The defragment operation temporarily relocates all of the data in the database, regardless of the degree of global fragmentation in the database prior to running the operation. Subsequent runs of the operation consume similar amounts of resources but do not provide any additional benefit.

Note:

The defragment operation is designed to run concurrently with normal database activity. The operation does consume some system resources, however, and may not complete if the system is under extremely high load. For these reasons, InterSystems recommends running this and other database reorganization operations (including compacting a database and compacting globals) during off-peak hours, and running only one such operation on a system at a time.

Global defragmentation can involve a temporary increase in the size of the database being compacted. If this causes the database to reach its configured maximum size (see Local Databases in the “Configuring InterSystems IRIS” chapter of this guide), or if expansion is not possible because there is insufficient space available on the storage volume, the operation is canceled.

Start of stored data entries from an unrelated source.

//! Environment resolution: which execution mode a run uses and the merged
//! configuration view for it.
use std::fmt;

use serde_yaml::{Mapping, Value};

use super::Document;
use crate::error::EnvironmentError;

/// A named execution mode.
///
/// `noop` is the only restricted environment: features must not perform
/// mutating collaborator calls while it is active.
#[derive(Debug, Clone, PartialEq, Eq, Hash, PartialOrd, Ord)]
pub struct Environment(String);

impl Environment {
    /// Name of the environment that applies changes for real.
    pub const PRODUCTION: &'static str = "production";
    /// Name of the non-production environment used for trial runs.
    pub const TESTING: &'static str = "testing";
    /// Name of the restricted, non-mutating environment.
    pub const NOOP: &'static str = "noop";

    /// Validate and wrap an environment name.
    ///
    /// # Errors
    ///
    /// Returns [`EnvironmentError::InvalidName`] unless the name matches
    /// `[a-z][a-z0-9_-]*`.
    pub fn new(name: &str) -> Result<Self, EnvironmentError> {
        let mut chars = name.chars();
        let valid = chars.next().is_some_and(|c| c.is_ascii_lowercase())
            && chars.all(|c| c.is_ascii_lowercase() || c.is_ascii_digit() || c == '-' || c == '_');
        if valid {
            Ok(Self(name.to_string()))
        } else {
            Err(EnvironmentError::InvalidName(name.to_string()))
        }
    }

    /// The production environment.
    #[must_use]
    pub fn production() -> Self {
        Self(Self::PRODUCTION.to_string())
    }

    /// The restricted no-op environment.
    #[must_use]
    pub fn noop() -> Self {
        Self(Self::NOOP.to_string())
    }

    /// Environment selected by the invocation: `noop` when mutation is
    /// disabled, otherwise `production`.
    #[must_use]
    pub fn from_invocation(noop: bool) -> Self {
        if noop { Self::noop() } else { Self::production() }
    }

    /// Environment name.
    #[must_use]
    pub fn as_str(&self) -> &str {
        &self.0
    }

    /// Whether this is the production environment.
    #[must_use]
    pub fn is_production(&self) -> bool {
        self.0 == Self::PRODUCTION
    }

    /// Whether mutating calls are forbidden.
    #[must_use]
    pub fn is_restricted(&self) -> bool {
        self.0 == Self::NOOP
    }
}

impl fmt::Display for Environment {
    fn fmt(&self, f: &mut fmt::Formatter<'_>) -> fmt::Result {
        f.write_str(&self.0)
    }
}

/// Resolve the run environment from the invocation and the document.
///
/// The document's `meta.environment` replaces `base` unless that would raise
/// the run's privilege: a restricted run may not become a mutating one, and
/// only a production invocation may resolve to `production`.
///
/// # Errors
///
/// Returns [`EnvironmentError::Escalation`] when the document requests a
/// higher-privilege environment than `base` grants, and
/// [`EnvironmentError::InvalidName`] for malformed names.
pub fn resolve(base: &Environment, document: &Document) -> Result<Environment, EnvironmentError> {
    let Some(requested) = document.meta().environment.as_deref() else {
        return Ok(base.clone());
    };
    let requested = Environment::new(requested)?;

    if (base.is_restricted() && !requested.is_restricted())
        || (requested.is_production() && !base.is_production())
    {
        return Err(EnvironmentError::Escalation {
            base: base.to_string(),
            requested: requested.to_string(),
        });
    }
    Ok(requested)
}

/// The feature sections as seen from `environment`: top-level sections with
/// that environment's overrides deep-merged on top.
#[must_use]
pub fn view_for(document: &Document, environment: &Environment) -> Mapping {
    let mut sections = document.sections().clone();
    if let Some(overlay) = document.overrides_for(environment.as_str()) {
        for (key, value) in overlay {
            match sections.get_mut(key) {
                Some(existing) => deep_merge(existing, value.clone()),
                None => {
                    sections.insert(key.clone(), value.clone());
                }
            }
        }
    }
    sections
}

/// Merge `overlay` into `base`: mappings merge key by key, anything else
/// replaces.
pub fn deep_merge(base: &mut Value, overlay: Value) {
    match (base, overlay) {
        (Value::Mapping(base_map), Value::Mapping(overlay_map)) => {
            for (key, value) in overlay_map {
                match base_map.get_mut(&key) {
                    Some(existing) => deep_merge(existing, value),
                    None => {
                        base_map.insert(key, value);
                    }
                }
            }
        }
        (slot, value) => *slot = value,
    }
}
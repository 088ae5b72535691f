//! Helpers for log file location, ANSI stripping and timestamps.
use std::fs;
use std::path::PathBuf;

/// Strip ANSI escape sequences from a string.
///
/// Handles SGR sequences (ending in `m`) and other CSI sequences (ending in
/// any letter in the `@`..`~` range).
pub(super) fn strip_ansi(s: &str) -> String {
    let mut out = String::with_capacity(s.len());
    let mut chars = s.chars();
    while let Some(c) = chars.next() {
        if c == '\x1b' {
            if let Some(next) = chars.next()
                && next == '['
            {
                for inner in chars.by_ref() {
                    if ('@'..='~').contains(&inner) {
                        break;
                    }
                }
            }
        } else {
            out.push(c);
        }
    }
    out
}

/// Return `$XDG_CACHE_HOME/asfyaml/` (or `~/.cache/asfyaml/`), creating it if
/// needed.
pub(super) fn cache_dir() -> Option<PathBuf> {
    let base = std::env::var("XDG_CACHE_HOME").map_or_else(
        |_| {
            std::env::var("HOME")
                .or_else(|_| std::env::var("USERPROFILE"))
                .map_or_else(|_| PathBuf::from("."), PathBuf::from)
                .join(".cache")
        },
        PathBuf::from,
    );
    let dir = base.join("asfyaml");
    fs::create_dir_all(&dir).ok()?;
    Some(dir)
}

/// Log file for `command` inside [`cache_dir`].
pub(super) fn log_file_path(command: &str) -> Option<PathBuf> {
    Some(cache_dir()?.join(format!("{command}.log")))
}

/// Current UTC time as `YYYY-MM-DD HH:MM:SS`.
pub(super) fn format_utc_datetime() -> String {
    chrono::Utc::now().format("%Y-%m-%d %H:%M:%S").to_string()
}

/// Current UTC time as `HH:MM:SS`.
pub(super) fn format_utc_time() -> String {
    chrono::Utc::now().format("%H:%M:%S").to_string()
}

Compacting Globals in a Database

Another way to manage database space is to compact the globals in a database using the ^DATABASE routine. Compacting globals consolidates global data into fewer blocks, increasing the amount of free space in a database.

When globals are created and updated, InterSystems IRIS typically allocates data in a manner that fills global blocks to about 70% of capacity. (Globals that have grown entirely in collation order may be allocated at closer to 90%.) In general, allowing InterSystems IRIS to manage global block density automatically is sufficient. However, some nonsequential patterns of data deletion may reduce average global block density considerably.

Note:

To see the current density of the global blocks in a database on a global by global basis, you can run an integrity check (as described in the Verifying Structural Integrity section of the “Introduction to Data Integrity” chapter in Data Integrity Guide) and examine the Data Level output for each global.

When you compact globals, you specify a desired global block density (90% by default) and the operation attempts to come as close to this as possible by consolidating data—for example, rearranging global data that is spread across three blocks into two. Typically (but not always), compacting globals yields a meaningful increase in available free space within a database. (If you specify a target density that is lower than the current global block density of the database, the size of the database does not increase.)

To compact the globals in a database, use the following procedure:

  1. Open the Terminal and change to the %SYS namespace.

  2. Enter do ^DATABASE, and select 7) Compact globals in a database from the menu.

  3. Specify the directory of the database on which you want to run the operation. You can specify multiple databases by entering ? at the Database directories to compact? prompt and then entering a list of numbers.

  4. Indicate that you want to compact all globals, or instead enter a list of individual globals to be compacted.

  5. Specify the target average global block density, respond to the rest of the prompts, and confirm.

Note:

The compact globals operation is designed to run concurrently with normal database activity. The operation does consume some system resources, however, and may not complete if the system is under extremely high load. For these reasons, InterSystems recommends running this and other database reorganization operations (including compacting a database and defragmenting globals) during off-peak hours, and running only one such operation on a system at a time.

Global compaction can involve a temporary increase in the size of the database being compacted. If this causes the database to reach its configured maximum size (see Local Databases in the “Configuring InterSystems IRIS” chapter of this guide), or if expansion is not possible because there is insufficient space available on the storage volume, the operation is canceled.